July 27, 2018
The Philadelphia Eagles opened training camp Thursday, and now that we've gotten our first look at what players will be absent, and what players seem to be on schedule to play Week 1 of the regular season, let's take a closer look at the camp battles worth watching.
To note, one of the most intriguing positions to watch this camp is cornerback, in terms of what type of role each corner will play. However, I wouldn't exactly call it a "camp battle," whereas the following positions will likely have definitive "losers" (for lack of a better way of putting it) in each competition.
While the third linebacker spot is traditionally thought of as a "starting" spot, in the Eagles' defense under Jim Schwartz it's much more of a role player position, as the third linebacker will likely play less than one-third of the snaps this season, with a slot corner eating up that playing time instead.
The three players in contention for that spot are Corey Nelson, Kamu Grugier-Hill, and Nate Gerry, who are all undersized linebackers that specialize in coverage.
Based on snap counts, the "third linebacker" spot is arguably the 15th most important position on the defense, and it is probably the most straightforward camp battle that the Eagles have this year.
Jay Ajayi, Corey Clement, and Darren Sproles are going to make the team. Beyond them, there are four running backs vying for that last spot, and they all bring different skill sets. In alphabetical order:
• Josh Adams: Adams received the highest signing bonus in the NFL among undrafted free agents this offseason. He is a bigger back at 6-foot-2, 213 pounds who the team obviously placed a high priority on during the undrafted phase of the draft. Adams did not practice during the spring, but is ready to go for camp.
• Matt Jones: Jones is a big, 230-plus pound back who runs through arm tackles and can help close out games in the fourth quarter, provided he can fix his fumbling issues.
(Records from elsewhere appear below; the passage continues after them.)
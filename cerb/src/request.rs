// Licensed to the Apache Software Foundation (ASF) under one
// or more contributor license agreements.  See the NOTICE file
// distributed with this work for additional information
// regarding copyright ownership.  The ASF licenses this file
// to you under the Apache License, Version 2.0 (the
// "License"); you may not use this file except in compliance
// with the License.  You may obtain a copy of the License at
//
//   http://www.apache.org/licenses/LICENSE-2.0
//
// Unless required by applicable law or agreed to in writing,
// software distributed under the License is distributed on an
// "AS IS" BASIS, WITHOUT WARRANTIES OR CONDITIONS OF ANY
// KIND, either express or implied.  See the License for the
// specific language governing permissions and limitations
// under the License.

//! Requests to the Cerb REST API, before signing.

use bytes::Bytes;
use http::header::CONTENT_TYPE;
use http::{HeaderValue, Method, Uri};

use cerb_core::{Error, Result};
use cerb_rest_auth::constants::FORM_CONTENT_TYPE;
use cerb_rest_auth::Params;

/// A call to one endpoint with its query and form params.
///
/// Both params are encoded exactly once, in [`ApiRequest::build`]; the
/// resulting URI and body are what gets signed and sent.
#[derive(Debug, Clone, PartialEq, Eq)]
pub struct ApiRequest {
    /// HTTP method.
    pub method: Method,
    /// Endpoint relative to the REST base url, like `records/ticket/search.json`.
    pub endpoint: String,
    /// Params placed in the query string.
    pub query: Params,
    /// Params placed in the form body.
    pub form: Params,
}

impl ApiRequest {
    /// Create a request with no params.
    pub fn new(method: Method, endpoint: impl Into<String>) -> Self {
        Self {
            method,
            endpoint: endpoint.into(),
            query: Params::None,
            form: Params::None,
        }
    }

    /// `GET endpoint`
    pub fn get(endpoint: impl Into<String>) -> Self {
        Self::new(Method::GET, endpoint)
    }

    /// `POST endpoint`
    pub fn post(endpoint: impl Into<String>) -> Self {
        Self::new(Method::POST, endpoint)
    }

    /// `PUT endpoint`
    pub fn put(endpoint: impl Into<String>) -> Self {
        Self::new(Method::PUT, endpoint)
    }

    /// Set query params.
    pub fn with_query(mut self, query: Params) -> Self {
        self.query = query;
        self
    }

    /// Set form params.
    pub fn with_form(mut self, form: Params) -> Self {
        self.form = form;
        self
    }

    /// Build the http request against `base_url`, which must end with `/`.
    ///
    /// The query is brought into its wire form here, so the transport never
    /// re-encodes what was signed.
    pub fn build(&self, base_url: &str) -> Result<http::Request<Bytes>> {
        let mut url = format!("{base_url}{}", self.endpoint);
        if !self.query.is_empty() {
            url.push('?');
            url.push_str(&self.query.encode_query());
        }
        let uri: Uri = url.parse().map_err(|e| {
            Error::request_invalid("failed to build request url")
                .with_context("endpoint", &self.endpoint)
                .with_source(e)
        })?;

        let mut req = http::Request::new(Bytes::from(self.form.encode()));
        *req.method_mut() = self.method.clone();
        *req.uri_mut() = uri;
        req.headers_mut()
            .insert(CONTENT_TYPE, HeaderValue::from_static(FORM_CONTENT_TYPE));

        Ok(req)
    }
}

#[cfg(test)]
mod tests {
    use super::*;
    use cerb_core::ErrorKind;
    use pretty_assertions::assert_eq;
    use test_case::test_case;

    const BASE: &str = "https://cerb.example.com/rest/";

    #[test]
    fn test_build_get_with_form_query() {
        let req = ApiRequest::get("records/ticket/search.json")
            .with_query(Params::form([("q", "status:[o]"), ("limit", "100")]))
            .build(BASE)
            .unwrap();

        assert_eq!(*req.method(), Method::GET);
        assert_eq!(
            req.uri().to_string(),
            "https://cerb.example.com/rest/records/ticket/search.json?limit=100&q=status%3A%5Bo%5D"
        );
        assert_eq!(req.headers()[CONTENT_TYPE], FORM_CONTENT_TYPE);
        assert!(req.body().is_empty());
    }

    #[test]
    fn test_build_get_with_legacy_query() {
        let req = ApiRequest::get("records/ticket/search.json")
            .with_query(Params::legacy("q=status:[o] group:(Billing OR Sales)"))
            .build(BASE)
            .unwrap();

        assert_eq!(
            req.uri().query(),
            Some("q=status:[o]%20group:(Billing%20OR%20Sales)")
        );
    }

    #[test_case("q=subject:caf\u{e9}", "q=subject:caf%C3%A9"; "non ascii")]
    #[test_case("q=subject:\"quoted\"", "q=subject:%22quoted%22"; "double quote")]
    #[test_case("q=ticket #12 status:[o]", "q=ticket%20%2312%20status:[o]"; "hash kept in query")]
    fn test_build_legacy_query_wire_form(raw: &str, expected: &str) {
        let req = ApiRequest::get("records/ticket/search.json")
            .with_query(Params::legacy(raw))
            .build(BASE)
            .unwrap();

        assert_eq!(req.uri().query(), Some(expected));
        assert_eq!(req.uri().path(), "/rest/records/ticket/search.json");
    }

    #[test]
    fn test_build_legacy_body_untouched() {
        let req = ApiRequest::post("parser/parse.json")
            .with_form(Params::legacy("message=caf\u{e9} #1"))
            .build(BASE)
            .unwrap();

        assert_eq!(req.body().as_ref(), "message=caf\u{e9}%20#1".as_bytes());
    }

    #[test]
    fn test_build_post_with_form() {
        let req = ApiRequest::post("records/ticket/create.json")
            .with_form(Params::form([("fields[subject]", "Hi there")]))
            .build(BASE)
            .unwrap();

        assert_eq!(req.uri().query(), None);
        assert_eq!(req.body().as_ref(), b"fields%5Bsubject%5D=Hi+there");
    }

    #[test]
    fn test_build_invalid_url() {
        let err = ApiRequest::get("records/ticket/search.json")
            .build("not a url/")
            .unwrap_err();

        assert_eq!(err.kind(), ErrorKind::RequestInvalid);
        assert_eq!(
            err.context_value("endpoint"),
            Some("records/ticket/search.json")
        );
    }
}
He would be the closest thing to a replacement for LeGarrette Blount.
• Donnel Pumphrey: Pump was downright bad in camp last year, but he made the team and was eventually put on IR after Week 1 with a "torn hamstring." In camp last year, Pump didn't show impressive elusiveness, which is must for a player of his diminutive size. He does look a little bigger this year. Perhaps he put in some time in the gym. We'll see if that translates to a better performance in this year's camp.
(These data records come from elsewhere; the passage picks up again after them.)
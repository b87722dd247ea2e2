// Licensed to the Apache Software Foundation (ASF) under one
// or more contributor license agreements.  See the NOTICE file
// distributed with this work for additional information
// regarding copyright ownership.  The ASF licenses this file
// to you under the Apache License, Version 2.0 (the
// "License"); you may not use this file except in compliance
// with the License.  You may obtain a copy of the License at
//
//   http://www.apache.org/licenses/LICENSE-2.0
//
// Unless required by applicable law or agreed to in writing,
// software distributed under the License is distributed on an
// "AS IS" BASIS, WITHOUT WARRANTIES OR CONDITIONS OF ANY
// KIND, either express or implied.  See the License for the
// specific language governing permissions and limitations
// under the License.

use async_trait::async_trait;
use log::debug;

use cerb_core::{Context, Error, ProvideCredential, Result, SigningCredential};

use crate::{constants::*, Credential};

/// FileCredentialProvider loads Cerb credentials from a JSON file.
///
/// The file looks like:
///
/// ```json
/// {"access-key": "...", "access-secret": "..."}
/// ```
///
/// The path is resolved from, in order:
///
/// - the path set with [`FileCredentialProvider::with_path`]
/// - env value: [`CERB_CREDENTIALS_FILE`]
/// - default to: [`DEFAULT_CREDENTIALS_FILE`]
///
/// A missing or unreadable file yields `None` so that a chain can fall
/// through. A file that exists but does not parse is a config error.
#[derive(Debug, Default, Clone)]
pub struct FileCredentialProvider {
    path: Option<String>,
}

impl FileCredentialProvider {
    /// Create a new FileCredentialProvider.
    pub fn new() -> Self {
        Self::default()
    }

    /// Read credentials from this path instead.
    pub fn with_path(mut self, path: impl Into<String>) -> Self {
        self.path = Some(path.into());
        self
    }
}

#[async_trait]
impl ProvideCredential for FileCredentialProvider {
    type Credential = Credential;

    async fn provide_credential(&self, ctx: &Context) -> Result<Option<Self::Credential>> {
        let path = match &self.path {
            Some(path) => path.clone(),
            None => ctx
                .env_var(CERB_CREDENTIALS_FILE)
                .unwrap_or_else(|| DEFAULT_CREDENTIALS_FILE.to_string()),
        };

        let expanded_path = if path.starts_with('~') {
            match ctx.expand_home_dir(&path) {
                Some(expanded) => expanded,
                None => {
                    debug!("failed to expand homedir for path: {path}");
                    return Ok(None);
                }
            }
        } else {
            path
        };

        let content = match ctx.file_read(&expanded_path).await {
            Ok(content) => content,
            Err(err) => {
                debug!("failed to read credentials file {expanded_path}: {err}");
                return Ok(None);
            }
        };

        let cred: Credential = serde_json::from_slice(&content).map_err(|e| {
            Error::config_invalid("failed to parse credentials file")
                .with_context("path", &expanded_path)
                .with_source(e)
        })?;
        if !cred.is_valid() {
            return Err(Error::config_invalid("credentials file has empty key or secret")
                .with_context("path", &expanded_path));
        }

        debug!("loaded cerb credential from {expanded_path}");
        Ok(Some(cred))
    }
}
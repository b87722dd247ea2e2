// Licensed to the Apache Software Foundation (ASF) under one
// or more contributor license agreements.  See the NOTICE file
// distributed with this work for additional information
// regarding copyright ownership.  The ASF licenses this file
// to you under the Apache License, Version 2.0 (the
// "License"); you may not use this file except in compliance
// with the License.  You may obtain a copy of the License at
//
//   http://www.apache.org/licenses/LICENSE-2.0
//
// Unless required by applicable law or agreed to in writing,
// software distributed under the License is distributed on an
// "AS IS" BASIS, WITHOUT WARRANTIES OR CONDITIONS OF ANY
// KIND, either express or implied.  See the License for the
// specific language governing permissions and limitations
// under the License.

//! Hash related utils.

use md5::Digest;
use md5::Md5;

/// Length of a hex encoded MD5 digest.
pub const HEX_MD5_LEN: usize = 32;

/// Hex encoded MD5 hash.
///
/// Cerb signs requests with a plain content digest, not an HMAC: the secret
/// is folded in by hashing it and appending the result to the string to sign.
/// MD5 is what the server recomputes, so it is used here only as an agreed
/// checksum.
///
/// Use this function instead of `hex::encode(md5(content))` can reduce
/// extra copy.
pub fn hex_md5(content: &[u8]) -> String {
    hex::encode(Md5::digest(content).as_slice())
}
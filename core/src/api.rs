// Licensed to the Apache Software Foundation (ASF) under one
// or more contributor license agreements.  See the NOTICE file
// distributed with this work for additional information
// regarding copyright ownership.  The ASF licenses this file
// to you under the Apache License, Version 2.0 (the
// "License"); you may not use this file except in compliance
// with the License.  You may obtain a copy of the License at
//
//   http://www.apache.org/licenses/LICENSE-2.0
//
// Unless required by applicable law or agreed to in writing,
// software distributed under the License is distributed on an
// "AS IS" BASIS, WITHOUT WARRANTIES OR CONDITIONS OF ANY
// KIND, either express or implied.  See the License for the
// specific language governing permissions and limitations
// under the License.

use crate::{Context, Result};
use std::fmt::Debug;

/// SigningCredential is the trait used by signer as the signing credential.
pub trait SigningCredential: Clone + Debug + Send + Sync + Unpin + 'static {
    /// Check if the credential is usable for signing.
    fn is_valid(&self) -> bool;
}

impl<T: SigningCredential> SigningCredential for Option<T> {
    fn is_valid(&self) -> bool {
        let Some(cred) = self else {
            return false;
        };

        cred.is_valid()
    }
}

/// ProvideCredential is the trait used to load the credential from the environment.
///
/// Returns `Ok(None)` when this source has nothing to offer so that a
/// [`crate::ProvideCredentialChain`] can move on to the next source.
#[async_trait::async_trait]
pub trait ProvideCredential: Debug + Send + Sync + Unpin + 'static {
    /// Credential returned by this provider.
    type Credential: Send + Sync + Unpin + 'static;

    /// Load signing credential from current env.
    async fn provide_credential(&self, ctx: &Context) -> Result<Option<Self::Credential>>;
}

/// SignRequest is the trait used by signer to sign the request.
#[async_trait::async_trait]
pub trait SignRequest: Debug + Send + Sync + Unpin + 'static {
    /// Credential used by this signer.
    type Credential: Send + Sync + Unpin + 'static;

    /// Sign the request in place.
    ///
    /// ## Body
    ///
    /// `body` must be the exact bytes that will be sent with `req`. Signers
    /// that cover the payload hash these bytes; sending anything else after
    /// signing makes the signature invalid.
    ///
    /// ## Credential
    ///
    /// Implementations should return [`crate::ErrorKind::CredentialInvalid`]
    /// when `credential` is `None`.
    async fn sign_request(
        &self,
        ctx: &Context,
        req: &mut http::request::Parts,
        body: &[u8],
        credential: Option<&Self::Credential>,
    ) -> Result<()>;
}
• Wendell Smallwood: You've all seen Smallwood play, so there's no mystery about who he is. Smallwood has shown glimpses of being a good runner for the Eagles, but he has had trouble staying healthy, and pass protection remains a concern.
Cameron Johnston did not have a stellar spring, and the Eagles still have not brought in any competition for him. When asked if Johnston would be getting competition, special teams coach Dave Fipp noted (we're paraphrasing here) that Johnston is essentially competing against the rest of the league, which can be harder because you don't actually get to see your competition every day at practice.
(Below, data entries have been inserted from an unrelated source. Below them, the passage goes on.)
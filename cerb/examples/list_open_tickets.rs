use anyhow::Result;
use cerb::auth::{DefaultCredentialProvider, RequestSigner};
use cerb::{default_context, Client, Signer, Ticket};

#[tokio::main]
async fn main() -> Result<()> {
    env_logger::init();

    // Env, tokio fs and reqwest wired into one context
    let ctx = default_context();

    // Resolve the credential once: CERB_ACCESS_KEY/CERB_ACCESS_SECRET, then creds.json
    let signer = Signer::from_provider(ctx, DefaultCredentialProvider::new(), RequestSigner::new())
        .await?;

    let base_url = std::env::var("CERB_BASE_URL")?;
    let client = Client::new(signer, &base_url)?;

    // First page only, then walk the rest
    let page = client.list_open_tickets(0).await?;
    println!(
        "{} open tickets on page 0, {} remaining",
        page.records.len(),
        page.remaining
    );

    let all: Vec<Ticket> = client
        .search_all("ticket", "status:[o]", 100, Some("initial_message_sender_"))
        .await?;
    for t in &all {
        println!(
            "{:>10} {} <{}>",
            t.mask,
            t.subject,
            t.email.as_deref().unwrap_or("unknown")
        );
    }

    Ok(())
}
// Licensed to the Apache Software Foundation (ASF) under one
// or more contributor license agreements.  See the NOTICE file
// distributed with this work for additional information
// regarding copyright ownership.  The ASF licenses this file
// to you under the Apache License, Version 2.0 (the
// "License"); you may not use this file except in compliance
// with the License.  You may obtain a copy of the License at
//
//   http://www.apache.org/licenses/LICENSE-2.0
//
// Unless required by applicable law or agreed to in writing,
// software distributed under the License is distributed on an
// "AS IS" BASIS, WITHOUT WARRANTIES OR CONDITIONS OF ANY
// KIND, either express or implied.  See the License for the
// specific language governing permissions and limitations
// under the License.

use std::fmt::{Debug, Formatter};

use cerb_core::{utils::Redact, Context};

use crate::constants::*;

/// Config carries all the configuration for the Cerb REST API signer.
#[derive(Clone, Default)]
pub struct Config {
    /// `access_key` will be loaded from
    ///
    /// - this field if it's `is_some`
    /// - env value: [`CERB_ACCESS_KEY`]
    pub access_key: Option<String>,
    /// `access_secret` will be loaded from
    ///
    /// - this field if it's `is_some`
    /// - env value: [`CERB_ACCESS_SECRET`]
    pub access_secret: Option<String>,
    /// `credentials_file` will be loaded from
    ///
    /// - this field if it's `is_some`
    /// - env value: [`CERB_CREDENTIALS_FILE`]
    /// - default to: [`DEFAULT_CREDENTIALS_FILE`]
    pub credentials_file: Option<String>,
}

impl Config {
    /// Create a new Config
    pub fn new() -> Self {
        Self::default()
    }

    /// Set access_key
    pub fn with_access_key(mut self, access_key: impl Into<String>) -> Self {
        self.access_key = Some(access_key.into());
        self
    }

    /// Set access_secret
    pub fn with_access_secret(mut self, access_secret: impl Into<String>) -> Self {
        self.access_secret = Some(access_secret.into());
        self
    }

    /// Set credentials_file
    pub fn with_credentials_file(mut self, path: impl Into<String>) -> Self {
        self.credentials_file = Some(path.into());
        self
    }

    /// Load config from env.
    ///
    /// Values already set on this config take precedence.
    pub fn from_env(mut self, ctx: &Context) -> Self {
        if let Some(v) = ctx.env_var(CERB_ACCESS_KEY) {
            self.access_key.get_or_insert(v);
        }
        if let Some(v) = ctx.env_var(CERB_ACCESS_SECRET) {
            self.access_secret.get_or_insert(v);
        }
        if let Some(v) = ctx.env_var(CERB_CREDENTIALS_FILE) {
            self.credentials_file.get_or_insert(v);
        }

        self
    }
}

impl Debug for Config {
    fn fmt(&self, f: &mut Formatter<'_>) -> std::fmt::Result {
        f.debug_struct("Config")
            .field("access_key", &Redact::from(&self.access_key))
            .field("access_secret", &Redact::from(&self.access_secret))
            .field("credentials_file", &self.credentials_file)
            .finish()
    }
}

#[cfg(test)]
mod tests {
    use super::*;
    use cerb_core::StaticEnv;
    use pretty_assertions::assert_eq;
    use std::collections::HashMap;

    fn ctx(envs: &[(&str, &str)]) -> Context {
        Context::new().with_env(StaticEnv {
            home_dir: None,
            envs: envs
                .iter()
                .map(|(k, v)| (k.to_string(), v.to_string()))
                .collect::<HashMap<_, _>>(),
        })
    }

    #[test]
    fn test_from_env() {
        let cfg = Config::new().from_env(&ctx(&[
            (CERB_ACCESS_KEY, "ak"),
            (CERB_ACCESS_SECRET, "sk"),
            (CERB_CREDENTIALS_FILE, "/etc/cerb/creds.json"),
        ]));

        assert_eq!(cfg.access_key.as_deref(), Some("ak"));
        assert_eq!(cfg.access_secret.as_deref(), Some("sk"));
        assert_eq!(cfg.credentials_file.as_deref(), Some("/etc/cerb/creds.json"));
    }

    #[test]
    fn test_explicit_values_win_over_env() {
        let cfg = Config::new()
            .with_access_key("explicit")
            .from_env(&ctx(&[(CERB_ACCESS_KEY, "from-env")]));

        assert_eq!(cfg.access_key.as_deref(), Some("explicit"));
        assert_eq!(cfg.credentials_file, None);
    }

    #[test]
    fn test_from_os_env() {
        temp_env::with_vars(
            vec![
                (CERB_ACCESS_KEY, Some("os_key")),
                (CERB_ACCESS_SECRET, Some("os_secret")),
                (CERB_CREDENTIALS_FILE, None),
            ],
            || {
                let cfg = Config::new().from_env(&Context::new().with_env(cerb_core::OsEnv));

                assert_eq!(cfg.access_key.as_deref(), Some("os_key"));
                assert_eq!(cfg.access_secret.as_deref(), Some("os_secret"));
                assert_eq!(cfg.credentials_file, None);
            },
        );
    }

    #[test]
    fn test_debug_redacts_secret() {
        let cfg = Config::new()
            .with_access_key("ak")
            .with_access_secret("super-secret-value");
        let out = format!("{cfg:?}");

        assert!(!out.contains("super-secret-value"));
        assert!(out.contains("sup***lue"));
    }
}
// Licensed to the Apache Software Foundation (ASF) under one
// or more contributor license agreements.  See the NOTICE file
// distributed with this work for additional information
// regarding copyright ownership.  The ASF licenses this file
// to you under the Apache License, Version 2.0 (the
// "License"); you may not use this file except in compliance
// with the License.  You may obtain a copy of the License at
//
//   http://www.apache.org/licenses/LICENSE-2.0
//
// Unless required by applicable law or agreed to in writing,
// software distributed under the License is distributed on an
// "AS IS" BASIS, WITHOUT WARRANTIES OR CONDITIONS OF ANY
// KIND, either express or implied.  See the License for the
// specific language governing permissions and limitations
// under the License.

use crate::{Context, Error, ProvideCredential, Result, SignRequest, SigningCredential};
use std::sync::Arc;

/// Signer is the main struct used to sign the request.
///
/// A signer owns exactly one credential, resolved when it is built and never
/// changed afterwards. Cloning is cheap and clones share the same credential.
#[derive(Clone, Debug)]
pub struct Signer<K: SigningCredential> {
    ctx: Context,
    credential: Arc<K>,
    builder: Arc<dyn SignRequest<Credential = K>>,
}

impl<K: SigningCredential> Signer<K> {
    /// Create a new signer from an already resolved credential.
    pub fn new(ctx: Context, credential: K, builder: impl SignRequest<Credential = K>) -> Self {
        Self {
            ctx,
            credential: Arc::new(credential),
            builder: Arc::new(builder),
        }
    }

    /// Create a new signer by resolving the credential from `provider` once.
    ///
    /// Fails with [`crate::ErrorKind::CredentialInvalid`] if the provider has
    /// no credential or returns one that is not valid.
    pub async fn from_provider(
        ctx: Context,
        provider: impl ProvideCredential<Credential = K>,
        builder: impl SignRequest<Credential = K>,
    ) -> Result<Self> {
        let credential = provider
            .provide_credential(&ctx)
            .await?
            .ok_or_else(|| Error::credential_invalid("no credential found"))?;
        if !credential.is_valid() {
            return Err(Error::credential_invalid(
                "credential is missing its key or secret",
            ));
        }

        Ok(Self::new(ctx, credential, builder))
    }

    /// The context this signer was built with.
    pub fn context(&self) -> &Context {
        &self.ctx
    }

    /// The credential this signer signs with.
    pub fn credential(&self) -> &K {
        &self.credential
    }

    /// Sign the request, `body` being the exact bytes that will be sent.
    pub async fn sign(&self, req: &mut http::request::Parts, body: &[u8]) -> Result<()> {
        self.builder
            .sign_request(&self.ctx, req, body, Some(self.credential.as_ref()))
            .await
    }
}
In other words, Fipp meant that if you can beat out some other scrub punter in camp, you might rest on your laurels, whereas the threat of adding some other punter from another roster might keep you on your toes.
Johnston got off to a really shaky start on the first day of camp Thursday.
If the season started today, the first safety off the bench if Malcolm Jenkins or Rodney McLeod got hurt would be 2017 undrafted free agent Tre Sullivan. With Chris Maragos on the PUP list, Sullivan is competing for that third safety spot against a trio of 2018 undrafted free agents in Jeremy Reaves, Ryan Neal, and Stephen Roberts.
None of those players have any NFL experience in a regular season game. The Eagles still have to add someone, right? I mean, right?
The Eagles have four locks at wide receiver. They are Alshon Jeffery (PUP), Mike Wallace, Nelson Agholor, and Mack Hollins. Beyond those four guys, the player with the best chance of cracking the roster is Shelton Gibson, who was among the active 45 on game day all throughout the playoffs last season.
If the Eagles keep six receivers, they will have to decide between a veteran with some upside in Markus Wheaton, and a handful of young guys who spent time on the practice squad last year, including Greg Ward and Rashard Davis. To note, I don't see any of this year's undrafted wide receivers posing much of a threat to make the team.
Kick returner duty is something of a question mark heading into training camp. In 2017, the primary kick returner was Kenjon Barner, who signed with the Panthers this offseason. Outside of Barner, the only players to return kicks last year (if we aren't counting Brent Celek) were Wendell Smallwood (4 returns) and Corey Clement (2 returns).
A season ago, the Eagles were content to take a knee any time a kickoff reached the end zone, knowing that they had a great offense that they felt could drive the field from the 25 yard line. With the NFL adding an idiotic rule in which the kick coverage team won't get a running start on kickoffs, there's perhaps more potential for big plays on kick returns. It will be interesting to see how the Eagles adapt to that change.
We'll project Clement to be the kick returner for now, since Smallwood has an uphill climb just to make the team, and it's probably too violent a play for Sproles at his age.